Secondly, don’t go around feeling bad that you don’t seem to have it all together and someone else does. Don’t go comparing yourself with another. There’s always the temptation to see someone else who seems to have it all together perfectly and you feel like there has to be something just wrong with you. What you forget though is she also has gone through and very likely still is in her own process, she’s on her own journey. You see the wins and think that’s all there is to it, but there’s more. There is more. Focus on your journey, celebrate others when they are celebrating because it is proof that if they can get that far, you also can and will.
The number one thing that has helped me as an individual on this journey so far is my faith. The creator of a thing defines the thing, he knows what it is, what it should do, all the details.
We also have a creator, someone who knows us, who knows our beginning and end, He has all the details. I would ask God time and time again, who am I and every time spent with Him, His word, and His work opens me up to know who I am, layer by layer, I find myself in Him.

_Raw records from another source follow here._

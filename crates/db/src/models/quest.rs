//! Quest entity model and DTOs.

use serde::Serialize;
use sqlx::FromRow;
use questlog_core::quest::QuestStatus;
use questlog_core::types::{DbId, Timestamp};
use questlog_core::verification::{VerificationData, VerificationKind};

/// A quest row from the `quests` table, without the raw photo bytes.
#[derive(Debug, Clone, FromRow)]
pub struct Quest {
    pub id: DbId,
    pub user_id: DbId,
    pub title: String,
    pub description: String,
    pub quest_type: String,
    pub difficulty: String,
    pub xp_reward: i64,
    pub gold_reward: i64,
    pub category: String,
    pub status_id: i16,
    pub verification_required: bool,
    pub verification_type: String,
    pub verification_data: Option<serde_json::Value>,
    pub created_at: Timestamp,
    pub updated_at: Timestamp,
    pub completed_at: Option<Timestamp>,
}

impl Quest {
    /// Decode `status_id`. Unknown ids are a schema mismatch and surface as `None`.
    pub fn status(&self) -> Option<QuestStatus> {
        QuestStatus::from_id(self.status_id)
    }

    /// Decode the `verification_data` column.
    pub fn verification(&self) -> Result<Option<VerificationData>, serde_json::Error> {
        self.verification_data
            .clone()
            .map(serde_json::from_value)
            .transpose()
    }
}

/// External-facing quest representation.
///
/// Verification payloads are summarised rather than echoed, so stored quiz
/// answers never leave the server.
#[derive(Debug, Clone, Serialize)]
pub struct QuestResponse {
    pub id: DbId,
    pub user_id: DbId,
    pub title: String,
    pub description: String,
    pub quest_type: String,
    pub difficulty: String,
    pub xp_reward: i64,
    pub gold_reward: i64,
    pub category: String,
    pub status: &'static str,
    pub verification_required: bool,
    pub verification_type: VerificationKind,
    pub verification_submitted: bool,
    pub created_at: Timestamp,
    pub completed_at: Option<Timestamp>,
}

impl From<Quest> for QuestResponse {
    fn from(quest: Quest) -> Self {
        let status = quest.status().map_or("unknown", QuestStatus::as_str);
        let verification_type =
            VerificationKind::parse(&quest.verification_type).unwrap_or(VerificationKind::None);
        Self {
            id: quest.id,
            user_id: quest.user_id,
            title: quest.title,
            description: quest.description,
            quest_type: quest.quest_type,
            difficulty: quest.difficulty,
            xp_reward: quest.xp_reward,
            gold_reward: quest.gold_reward,
            category: quest.category,
            status,
            verification_required: quest.verification_required,
            verification_type,
            verification_submitted: quest.verification_data.is_some(),
            created_at: quest.created_at,
            completed_at: quest.completed_at,
        }
    }
}

/// DTO for creating a new quest.
#[derive(Debug, Clone)]
pub struct CreateQuest {
    pub user_id: DbId,
    pub title: String,
    pub description: String,
    pub quest_type: String,
    pub difficulty: String,
    pub xp_reward: i64,
    pub gold_reward: i64,
    pub category: String,
}

impl CreateQuest {
    pub fn from_draft(user_id: DbId, draft: questlog_core::quest::QuestDraft) -> Self {
        Self {
            user_id,
            title: draft.title,
            description: draft.description,
            quest_type: draft.quest_type,
            difficulty: draft.difficulty,
            xp_reward: draft.xp_reward,
            gold_reward: draft.gold_reward,
            category: draft.category,
        }
    }
}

I also spoke with friends, and mentors who answered my questions. They provided support and guidance when I needed it. You cannot walk this journey alone, you need people. Surround yourself with those who can help, guide and support you. If you can afford it, get a coach.
I know how it feels to be confused or to seem unable to identify and discover who you are. But I want you to know today, that you can and will find the answers you so seek, it may take a while but you will.
Just enjoy the process.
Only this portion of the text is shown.